Redefining macrophage phenotypes after spinal cord injury: An open data approach.

Spinal cord injury (SCI) triggers intraspinal inflammation through an influx of blood-derived inflammatory cells such as neutrophils and monocyte-derived macrophages. Macrophages play a complex role in SCI pathophysiology ranging from potentiating secondary injury to facilitating recovery and wound healing. In vitro, macrophages have been classified as having a pro-inflammatory, M1 phenotype, or a regenerative, M2 phenotype. In vivo, however, studies suggest that macrophages exist in a spectrum of phenotypes and can shift from one phenotype to another. Single-cell RNA sequencing (scRNA-seq) allows us to assess immune cell heterogeneity in the spinal cord after injury, and several groups have created publicly available datasets containing valuable data for further exploration.
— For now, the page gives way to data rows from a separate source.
//! Per-connection resources.
//!
//! # Responsibilities
//! - Generate unique connection IDs for tracing
//! - Bound the number of live connections (backpressure)
//! - Close connections that stay idle past the configured timeout; a
//!   connection with a request in flight or an upgraded socket is never idle
//! - Keep the active-connection gauge current

use std::future::Future;
use std::io;
use std::pin::Pin;
use std::sync::atomic::{AtomicBool, AtomicU64, AtomicUsize, Ordering};
use std::sync::Arc;
use std::task::{Context, Poll};
use std::time::Duration;

use axum::body::Body;
use axum::http::{Request, Response, StatusCode};
use futures_util::future::BoxFuture;
use http_body_util::BodyExt;
use tokio::io::{AsyncRead, AsyncWrite, ReadBuf};
use tokio::sync::{OwnedSemaphorePermit, Semaphore};
use tokio::time::{Instant, Sleep};
use tower::Service;

use crate::observability::metrics;

/// Global atomic counter for connection IDs.
/// Using relaxed ordering is sufficient since we only need uniqueness, not synchronization.
static CONNECTION_ID_COUNTER: AtomicU64 = AtomicU64::new(1);

/// Unique identifier for a connection.
#[derive(Debug, Clone, Copy, PartialEq, Eq, Hash)]
pub struct ConnectionId(u64);

impl ConnectionId {
    /// Generate a new unique connection ID.
    pub fn new() -> Self {
        Self(CONNECTION_ID_COUNTER.fetch_add(1, Ordering::Relaxed))
    }

    /// Get the raw ID value.
    pub fn as_u64(&self) -> u64 {
        self.0
    }
}

impl Default for ConnectionId {
    fn default() -> Self {
        Self::new()
    }
}

impl std::fmt::Display for ConnectionId {
    fn fmt(&self, f: &mut std::fmt::Formatter<'_>) -> std::fmt::Result {
        write!(f, "conn-{}", self.0)
    }
}

/// Counts live connections and caps them at `max_connections`.
#[derive(Debug, Clone)]
pub struct ConnectionTracker {
    active_count: Arc<AtomicU64>,
    limit: Arc<Semaphore>,
}

impl ConnectionTracker {
    pub fn new(max_connections: usize) -> Self {
        Self {
            active_count: Arc::new(AtomicU64::new(0)),
            limit: Arc::new(Semaphore::new(max_connections)),
        }
    }

    /// Wait for a free slot and record a new connection.
    /// The returned guard releases the slot when dropped.
    pub async fn acquire(&self) -> io::Result<ConnectionGuard> {
        let permit = Arc::clone(&self.limit)
            .acquire_owned()
            .await
            .map_err(|_| io::Error::other("connection limiter closed"))?;

        self.active_count.fetch_add(1, Ordering::SeqCst);
        metrics::connection_opened();
        let guard = ConnectionGuard {
            active_count: Arc::clone(&self.active_count),
            id: ConnectionId::new(),
            _permit: permit,
        };
        tracing::trace!(
            connection_id = guard.id.as_u64(),
            available = self.limit.available_permits(),
            "Connection opened"
        );
        Ok(guard)
    }

    /// Get current active connection count.
    pub fn active_count(&self) -> u64 {
        self.active_count.load(Ordering::SeqCst)
    }

    /// Slots still free.
    pub fn available(&self) -> usize {
        self.limit.available_permits()
    }
}

/// Guard that tracks a connection's lifetime.
/// Decrements active count and frees the slot when dropped.
#[derive(Debug)]
pub struct ConnectionGuard {
    active_count: Arc<AtomicU64>,
    id: ConnectionId,
    _permit: OwnedSemaphorePermit,
}

impl ConnectionGuard {
    /// Get this connection's ID.
    pub fn id(&self) -> ConnectionId {
        self.id
    }
}

impl Drop for ConnectionGuard {
    fn drop(&mut self) {
        self.active_count.fetch_sub(1, Ordering::SeqCst);
        metrics::connection_closed();
        tracing::trace!(connection_id = self.id.as_u64(), "Connection closed");
    }
}

/// Requests currently being served on one connection.
///
/// Shared by [`IdleTimeoutStream`] and [`ConnectionService`]: the idle
/// deadline only runs while nothing is in flight. Once the connection is
/// upgraded it is never idle again; the socket handler owns its lifetime.
#[derive(Debug, Clone, Default)]
pub struct InFlight {
    state: Arc<InFlightState>,
}

#[derive(Debug, Default)]
struct InFlightState {
    requests: AtomicUsize,
    upgraded: AtomicBool,
}

impl InFlight {
    /// Mark a request as started. It ends when the guard drops.
    pub fn enter(&self) -> InFlightGuard {
        self.state.requests.fetch_add(1, Ordering::SeqCst);
        InFlightGuard {
            state: Arc::clone(&self.state),
        }
    }

    pub fn requests(&self) -> usize {
        self.state.requests.load(Ordering::SeqCst)
    }

    pub fn is_upgraded(&self) -> bool {
        self.state.upgraded.load(Ordering::SeqCst)
    }

    /// Whether the idle deadline applies right now.
    pub fn is_idle(&self) -> bool {
        self.requests() == 0 && !self.is_upgraded()
    }
}

/// Keeps a request counted as in flight.
#[derive(Debug)]
pub struct InFlightGuard {
    state: Arc<InFlightState>,
}

impl InFlightGuard {
    /// The connection switched protocols; stop applying the idle timeout.
    pub fn upgraded(&self) {
        self.state.upgraded.store(true, Ordering::SeqCst);
    }
}

impl Drop for InFlightGuard {
    fn drop(&mut self) {
        self.state.requests.fetch_sub(1, Ordering::SeqCst);
    }
}

/// Per-connection service wrapper counting requests in flight until their
/// response body has been fully sent (or dropped).
#[derive(Debug, Clone)]
pub struct ConnectionService<S> {
    inner: S,
    in_flight: InFlight,
}

impl<S> ConnectionService<S> {
    pub fn new(inner: S, in_flight: InFlight) -> Self {
        Self { inner, in_flight }
    }
}

impl<S, B> Service<Request<B>> for ConnectionService<S>
where
    S: Service<Request<B>, Response = Response<Body>>,
    S::Future: Send + 'static,
{
    type Response = Response<Body>;
    type Error = S::Error;
    type Future = BoxFuture<'static, Result<Response<Body>, S::Error>>;

    fn poll_ready(&mut self, cx: &mut Context<'_>) -> Poll<Result<(), Self::Error>> {
        self.inner.poll_ready(cx)
    }

    fn call(&mut self, request: Request<B>) -> Self::Future {
        let guard = self.in_flight.enter();
        let response = self.inner.call(request);
        Box::pin(async move {
            let response = response.await?;
            if response.status() == StatusCode::SWITCHING_PROTOCOLS {
                guard.upgraded();
            }
            Ok(response.map(|body| {
                Body::new(body.map_frame(move |frame| {
                    let _held = &guard;
                    frame
                }))
            }))
        })
    }
}

/// Stream wrapper failing reads with `TimedOut` once the connection has had
/// no request in flight and no bytes moving for `timeout`.
#[derive(Debug)]
pub struct IdleTimeoutStream<S> {
    inner: S,
    timeout: Duration,
    deadline: Pin<Box<Sleep>>,
    in_flight: InFlight,
    guard: Option<ConnectionGuard>,
}

impl<S> IdleTimeoutStream<S> {
    pub fn new(inner: S, timeout: Duration) -> Self {
        Self {
            inner,
            timeout,
            deadline: Box::pin(tokio::time::sleep(timeout)),
            in_flight: InFlight::default(),
            guard: None,
        }
    }

    /// Tie a connection slot to this stream's lifetime.
    pub fn tracked(mut self, guard: ConnectionGuard) -> Self {
        self.guard = Some(guard);
        self
    }

    /// Handle for the service serving this connection.
    pub fn in_flight(&self) -> InFlight {
        self.in_flight.clone()
    }

    pub fn connection_id(&self) -> Option<ConnectionId> {
        self.guard.as_ref().map(ConnectionGuard::id)
    }

    fn touch(&mut self) {
        let next = Instant::now() + self.timeout;
        self.deadline.as_mut().reset(next);
    }

    fn poll_idle(&mut self, cx: &mut Context<'_>) -> Poll<io::Error> {
        // A busy connection keeps pushing the deadline out, so the timer
        // stays registered and is checked again once the work is done.
        while self.deadline.as_mut().poll(cx).is_ready() {
            if self.in_flight.is_idle() {
                tracing::debug!(
                    connection_id = self.connection_id().map(|id| id.as_u64()),
                    timeout = ?self.timeout,
                    "Closing idle connection"
                );
                return Poll::Ready(io::Error::new(
                    io::ErrorKind::TimedOut,
                    "connection idle timeout",
                ));
            }
            self.touch();
        }
        Poll::Pending
    }
}

impl<S: AsyncRead + Unpin> AsyncRead for IdleTimeoutStream<S> {
    fn poll_read(
        self: Pin<&mut Self>,
        cx: &mut Context<'_>,
        buf: &mut ReadBuf<'_>,
    ) -> Poll<io::Result<()>> {
        let this = self.get_mut();
        match Pin::new(&mut this.inner).poll_read(cx, buf) {
            Poll::Ready(result) => {
                this.touch();
                Poll::Ready(result)
            }
            Poll::Pending => this.poll_idle(cx).map(Err),
        }
    }
}

impl<S: AsyncWrite + Unpin> AsyncWrite for IdleTimeoutStream<S> {
    fn poll_write(
        self: Pin<&mut Self>,
        cx: &mut Context<'_>,
        buf: &[u8],
    ) -> Poll<io::Result<usize>> {
        let this = self.get_mut();
        let result = Pin::new(&mut this.inner).poll_write(cx, buf);
        if matches!(result, Poll::Ready(Ok(_))) {
            this.touch();
        }
        result
    }

    fn poll_write_vectored(
        self: Pin<&mut Self>,
        cx: &mut Context<'_>,
        bufs: &[io::IoSlice<'_>],
    ) -> Poll<io::Result<usize>> {
        let this = self.get_mut();
        let result = Pin::new(&mut this.inner).poll_write_vectored(cx, bufs);
        if matches!(result, Poll::Ready(Ok(_))) {
            this.touch();
        }
        result
    }

    fn is_write_vectored(&self) -> bool {
        self.inner.is_write_vectored()
    }

    fn poll_flush(self: Pin<&mut Self>, cx: &mut Context<'_>) -> Poll<io::Result<()>> {
        Pin::new(&mut self.get_mut().inner).poll_flush(cx)
    }

    fn poll_shutdown(self: Pin<&mut Self>, cx: &mut Context<'_>) -> Poll<io::Result<()>> {
        Pin::new(&mut self.get_mut().inner).poll_shutdown(cx)
    }
}

#[cfg(test)]
mod tests {
    use super::*;
    use std::convert::Infallible;
    use tokio::io::{AsyncReadExt, AsyncWriteExt};

    async fn reply(status: StatusCode) -> Result<Response<Body>, Infallible> {
        let mut response = Response::new(Body::from("done"));
        *response.status_mut() = status;
        Ok(response)
    }

    #[test]
    fn connection_id_unique() {
        let id1 = ConnectionId::new();
        let id2 = ConnectionId::new();
        assert_ne!(id1, id2);
        assert!(id2.as_u64() > id1.as_u64());
    }

    #[tokio::test]
    async fn connection_tracker_counts() {
        let tracker = ConnectionTracker::new(2);
        assert_eq!(tracker.active_count(), 0);

        let guard1 = tracker.acquire().await.unwrap();
        assert_eq!(tracker.active_count(), 1);

        let guard2 = tracker.acquire().await.unwrap();
        assert_eq!(tracker.active_count(), 2);
        assert_eq!(tracker.available(), 0);
        assert_ne!(guard1.id(), guard2.id());

        drop(guard1);
        assert_eq!(tracker.active_count(), 1);

        drop(guard2);
        assert_eq!(tracker.active_count(), 0);
        assert_eq!(tracker.available(), 2);
    }

    #[tokio::test]
    async fn tracker_waits_for_free_slot() {
        let tracker = ConnectionTracker::new(1);
        let guard = tracker.acquire().await.unwrap();

        let waiting = tokio::spawn({
            let tracker = tracker.clone();
            async move { tracker.acquire().await.map(|g| g.id()) }
        });
        tokio::task::yield_now().await;
        assert!(!waiting.is_finished());

        drop(guard);
        assert!(waiting.await.unwrap().is_ok());
    }

    #[tokio::test(start_paused = true)]
    async fn idle_stream_times_out_without_traffic() {
        let (client, server) = tokio::io::duplex(64);
        let mut stream = IdleTimeoutStream::new(server, Duration::from_secs(120));

        let mut buf = [0u8; 8];
        let err = stream.read(&mut buf).await.unwrap_err();
        assert_eq!(err.kind(), io::ErrorKind::TimedOut);
        drop(client);
    }

    #[tokio::test(start_paused = true)]
    async fn traffic_resets_idle_deadline() {
        let (mut client, server) = tokio::io::duplex(64);
        let mut stream = IdleTimeoutStream::new(server, Duration::from_secs(10));

        for _ in 0..3 {
            tokio::time::advance(Duration::from_secs(8)).await;
            client.write_all(b"ping").await.unwrap();
            let mut buf = [0u8; 4];
            stream.read_exact(&mut buf).await.unwrap();
            assert_eq!(&buf, b"ping");
            stream.write_all(b"pong").await.unwrap();
            client.read_exact(&mut buf).await.unwrap();
        }

        let mut buf = [0u8; 4];
        let err = stream.read(&mut buf).await.unwrap_err();
        assert_eq!(err.kind(), io::ErrorKind::TimedOut);
    }

    #[tokio::test(start_paused = true)]
    async fn request_in_flight_holds_off_idle_timeout() {
        let (_client, server) = tokio::io::duplex(64);
        let mut stream = IdleTimeoutStream::new(server, Duration::from_secs(10));
        let request = stream.in_flight().enter();

        let mut buf = [0u8; 4];
        let pending = tokio::time::timeout(Duration::from_secs(300), stream.read(&mut buf)).await;
        assert!(pending.is_err(), "read ended while a request was running");

        drop(request);
        let err = stream.read(&mut buf).await.unwrap_err();
        assert_eq!(err.kind(), io::ErrorKind::TimedOut);
    }

    #[tokio::test(start_paused = true)]
    async fn upgraded_connection_never_idles_out() {
        let (_client, server) = tokio::io::duplex(64);
        let mut stream = IdleTimeoutStream::new(server, Duration::from_secs(10));
        stream.in_flight().enter().upgraded();

        let mut buf = [0u8; 4];
        let pending = tokio::time::timeout(Duration::from_secs(300), stream.read(&mut buf)).await;
        assert!(pending.is_err());
    }

    #[tokio::test]
    async fn request_counts_until_response_body_is_sent() {
        let in_flight = InFlight::default();
        let inner = tower::service_fn(|_: Request<Body>| reply(StatusCode::OK));
        let mut service = ConnectionService::new(inner, in_flight.clone());

        let response = service.call(Request::new(Body::empty())).await.unwrap();
        assert_eq!(in_flight.requests(), 1);
        assert!(!in_flight.is_idle());

        let body = response.into_body().collect().await.unwrap().to_bytes();
        assert_eq!(body.as_ref(), b"done");
        assert_eq!(in_flight.requests(), 0);
        assert!(in_flight.is_idle());
    }

    #[tokio::test]
    async fn switching_protocols_marks_connection_upgraded() {
        let in_flight = InFlight::default();
        let inner = tower::service_fn(|_: Request<Body>| reply(StatusCode::SWITCHING_PROTOCOLS));
        let mut service = ConnectionService::new(inner, in_flight.clone());

        drop(service.call(Request::new(Body::empty())).await.unwrap());
        assert_eq!(in_flight.requests(), 0);
        assert!(in_flight.is_upgraded());
        assert!(!in_flight.is_idle());
    }
}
In this study, we compared three different scRNA-seq datasets and analyzed macrophage heterogeneity after SCI based on cell clustering according to gene expression profiles. We analyzed data from 7 days post injury (dpi) in young female mice that received a mid-thoracic SCI contusion. Using the Seurat pipeline, we clustered cells, subsetted macrophages from microglia and other myeloid cells, and identified different macrophage populations. Using SingleR as a cross-dataset cluster comparison tool, we identified similarities in macrophage populations across datasets. To confirm and refine this analysis, we analyzed the top 10 differentially expressed genes for each population in each dataset. Most clusters identified in the SingleR analysis were confirmed to have a unique genetic signature and were consistently present in all datasets analyzed. Taken together, four distinct macrophage populations were consistently identified after SCI at 7 dpi in three datasets from independent research teams. Our identification of biologically conserved macrophage populations after SCI using an unbiased approach highlights the power of data sharing and open data in redefining macrophage heterogeneity.